The company recorded net charge offs during the period of 0.04% (annualized).
After applying the reduction in the AETR to the first half of fiscal 2018, the revaluation of the DTA increased the effective tax rate by approximately 5.9 percentage points, to 30.7% for the fiscal year to date. If the company maintains a consistent level of tax-advantaged activity and investment relative to its pre-tax income, it would expect an effective tax rate for the second half of fiscal 2018 of 24% to 26%.
For the full year fiscal 2018, the company expects effective tax rate of 27% to 29%, which includes the impact of the DTA revaluation.

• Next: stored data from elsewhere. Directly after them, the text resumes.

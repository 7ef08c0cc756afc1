//! In-memory tabular frame.
//!
//! The pipeline only needs column introspection, column add with a scalar
//! fill, ordered row iteration, copy, and row drop. [`Frame`] provides exactly
//! that over heterogeneous [`Value`] cells. Conversion to and from Polars
//! lives in [`crate::polars`].

use std::collections::{BTreeMap, BTreeSet};

use serde::Serialize;

use crate::error::FrameError;
use crate::value::Value;

/// One record: column name to cell. Column order lives on the frame.
pub type Row = BTreeMap<String, Value>;

/// Ordered columns over ordered rows.
///
/// Every row holds exactly the frame's columns; cells a caller leaves out
/// are stored as [`Value::Null`].
#[derive(Debug, Clone, PartialEq, Default, Serialize)]
pub struct Frame {
    columns: Vec<String>,
    rows: Vec<Row>,
}

impl Frame {
    /// Build a frame, rejecting duplicate columns and row keys outside `columns`.
    pub fn new(columns: Vec<String>, rows: Vec<Row>) -> Result<Self, FrameError> {
        let mut seen = BTreeSet::new();
        for column in &columns {
            if !seen.insert(column.as_str()) {
                return Err(FrameError::DuplicateColumn {
                    column: column.clone(),
                });
            }
        }
        let mut frame = Self {
            columns,
            rows: Vec::with_capacity(rows.len()),
        };
        for row in rows {
            frame.push_row(row)?;
        }
        Ok(frame)
    }

    /// Build a frame whose columns are the union of the record keys, in
    /// first-seen order.
    pub fn from_records(records: Vec<Row>) -> Self {
        let mut columns: Vec<String> = Vec::new();
        let mut seen = BTreeSet::new();
        for record in &records {
            for column in record.keys() {
                if seen.insert(column.clone()) {
                    columns.push(column.clone());
                }
            }
        }
        let rows = records
            .into_iter()
            .map(|mut record| {
                for column in &columns {
                    record.entry(column.clone()).or_insert(Value::Null);
                }
                record
            })
            .collect();
        Self { columns, rows }
    }

    /// An empty frame with the given columns.
    pub fn with_columns<I, S>(columns: I) -> Result<Self, FrameError>
    where
        I: IntoIterator<Item = S>,
        S: Into<String>,
    {
        Self::new(columns.into_iter().map(Into::into).collect(), Vec::new())
    }

    pub fn columns(&self) -> &[String] {
        &self.columns
    }

    pub fn has_column(&self, column: &str) -> bool {
        self.columns.iter().any(|name| name == column)
    }

    /// Number of rows.
    pub fn height(&self) -> usize {
        self.rows.len()
    }

    /// Number of columns.
    pub fn width(&self) -> usize {
        self.columns.len()
    }

    pub fn is_empty(&self) -> bool {
        self.rows.is_empty()
    }

    pub fn rows(&self) -> &[Row] {
        &self.rows
    }

    pub fn row(&self, index: usize) -> Option<&Row> {
        self.rows.get(index)
    }

    pub fn get(&self, row: usize, column: &str) -> Option<&Value> {
        self.rows.get(row).and_then(|record| record.get(column))
    }

    /// Values of one column in row order.
    pub fn column_values(&self, column: &str) -> Option<Vec<&Value>> {
        if !self.has_column(column) {
            return None;
        }
        Some(
            self.rows
                .iter()
                .map(|row| row.get(column).unwrap_or(&Value::Null))
                .collect(),
        )
    }

    /// Append a column filled with `fill` in every row.
    pub fn add_column(&mut self, column: impl Into<String>, fill: Value) -> Result<(), FrameError> {
        let column = column.into();
        if self.has_column(&column) {
            return Err(FrameError::DuplicateColumn { column });
        }
        for row in &mut self.rows {
            row.insert(column.clone(), fill.clone());
        }
        self.columns.push(column);
        Ok(())
    }

    /// Remove a column; returns false when it was not present.
    pub fn drop_column(&mut self, column: &str) -> bool {
        let Some(position) = self.columns.iter().position(|name| name == column) else {
            return false;
        };
        self.columns.remove(position);
        for row in &mut self.rows {
            row.remove(column);
        }
        true
    }

    /// Overwrite one cell.
    pub fn set(&mut self, row: usize, column: &str, value: Value) -> Result<(), FrameError> {
        if !self.has_column(column) {
            return Err(FrameError::UnknownColumn {
                column: column.to_string(),
            });
        }
        let record = self
            .rows
            .get_mut(row)
            .ok_or(FrameError::RowOutOfBounds { row })?;
        record.insert(column.to_string(), value);
        Ok(())
    }

    /// Append a row; missing cells become null.
    pub fn push_row(&mut self, mut row: Row) -> Result<(), FrameError> {
        if let Some(column) = row.keys().find(|key| !self.has_column(key)) {
            return Err(FrameError::UnexpectedColumn {
                row: self.rows.len(),
                column: column.clone(),
            });
        }
        for column in &self.columns {
            row.entry(column.clone()).or_insert(Value::Null);
        }
        self.rows.push(row);
        Ok(())
    }

    /// Keep only rows for which `keep(index, row)` is true.
    pub fn retain_rows<F>(&mut self, mut keep: F)
    where
        F: FnMut(usize, &Row) -> bool,
    {
        let mut index = 0;
        self.rows.retain(|row| {
            let kept = keep(index, row);
            index += 1;
            kept
        });
    }
}

/// Build a [`Row`] from `(column, value)` pairs.
pub fn row<I, K, V>(cells: I) -> Row
where
    I: IntoIterator<Item = (K, V)>,
    K: Into<String>,
    V: Into<Value>,
{
    cells
        .into_iter()
        .map(|(column, value)| (column.into(), value.into()))
        .collect()
}

#[cfg(test)]
mod tests {
    use super::*;

    fn sample() -> Frame {
        Frame::new(
            vec!["id".to_string(), "name".to_string()],
            vec![
                row([("id", Value::from(1)), ("name", Value::from("a"))]),
                row([("id", Value::from(2))]),
            ],
        )
        .unwrap()
    }

    #[test]
    fn missing_cells_read_as_null() {
        let frame = sample();
        assert_eq!(frame.get(1, "name"), Some(&Value::Null));
        assert_eq!(frame.height(), 2);
        assert_eq!(frame.width(), 2);
    }

    #[test]
    fn rejects_duplicate_columns() {
        let err = Frame::new(vec!["id".to_string(), "id".to_string()], Vec::new()).unwrap_err();
        assert!(matches!(err, FrameError::DuplicateColumn { column } if column == "id"));
    }

    #[test]
    fn rejects_undeclared_cells() {
        let err = Frame::new(
            vec!["id".to_string()],
            vec![row([("id", Value::from(1)), ("extra", Value::from(2))])],
        )
        .unwrap_err();
        assert!(matches!(err, FrameError::UnexpectedColumn { row: 0, .. }));
    }

    #[test]
    fn records_union_columns_in_first_seen_order() {
        let frame = Frame::from_records(vec![
            row([("b", Value::from(1))]),
            row([("a", Value::from(2)), ("b", Value::from(3))]),
        ]);
        assert_eq!(frame.columns(), ["b".to_string(), "a".to_string()]);
        assert_eq!(frame.get(0, "a"), Some(&Value::Null));
    }

    #[test]
    fn add_and_drop_columns() {
        let mut frame = sample();
        frame.add_column("tags", Value::from(Vec::<i64>::new())).unwrap();
        assert_eq!(frame.get(1, "tags"), Some(&Value::Array(Vec::new())));
        assert!(frame.add_column("tags", Value::Null).is_err());

        assert!(frame.drop_column("name"));
        assert!(!frame.drop_column("name"));
        assert_eq!(frame.columns(), ["id".to_string(), "tags".to_string()]);
        assert!(frame.row(0).is_some_and(|r| !r.contains_key("name")));
    }

    #[test]
    fn retain_rows_sees_original_indices() {
        let mut frame = sample();
        frame.retain_rows(|index, _| index == 1);
        assert_eq!(frame.height(), 1);
        assert_eq!(frame.get(0, "id"), Some(&Value::Integer(2)));
    }

    #[test]
    fn set_checks_bounds() {
        let mut frame = sample();
        frame.set(0, "name", Value::from("z")).unwrap();
        assert_eq!(frame.get(0, "name"), Some(&Value::from("z")));
        assert!(matches!(
            frame.set(9, "name", Value::Null),
            Err(FrameError::RowOutOfBounds { row: 9 })
        ));
        assert!(matches!(
            frame.set(0, "missing", Value::Null),
            Err(FrameError::UnknownColumn { .. })
        ));
    }
}
pub mod camera;
pub mod file;

pub use camera::{CameraDevice, CameraSession, FacingMode, MediaStream, StillFrameCamera};
pub use file::{SelectedFile, select_file};
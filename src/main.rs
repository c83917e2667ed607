use clap::Parser;
use neurobin::cli::{self, Cli};
use std::process::ExitCode;
use tracing::Level;

fn init_logging(level: Level) {
    tracing_subscriber::fmt()
        .with_max_level(level)
        .with_writer(std::io::stderr)
        .init();
}

#[tokio::main]
async fn main() -> ExitCode {
    let cli = Cli::parse();
    init_logging(cli.log_level());

    match cli::run(cli).await {
        Ok(()) => ExitCode::SUCCESS,
        Err(e) => {
            eprintln!("{}", cli::error_line(&e));
            ExitCode::FAILURE
        }
    }
}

For fiscal 2019, assuming a consistent level of tax-advantaged activity and investment relative to the company's pre-tax income, it would expect an effective tax rate of 18% to 20%.
Southern Missouri Bancorp, Inc. is a bank holding company and the parent company of Southern Bank (Bank). The Bank is primarily engaged in providing a full range of banking and financial services to individuals and corporate customers in its market areas. The principal business of the Bank consists of attracting retail deposits from the general public and using such deposits along with wholesale funding from the Federal Home Loan Bank of Des Moines, (FHLB), and brokered deposits, to invest in one- to-four-family residential mortgage loans, mortgage loans secured by commercial real estate, commercial non-mortgage business loans, construction loans, and consumer loans. These funds are also used to purchase mortgage-backed and related securities (MBS), municipal bonds, and other permissible investments. The Bank conducts its business from its headquarters in Poplar Bluff, as well as about 62 full-service branch offices and three limited-service branch offices.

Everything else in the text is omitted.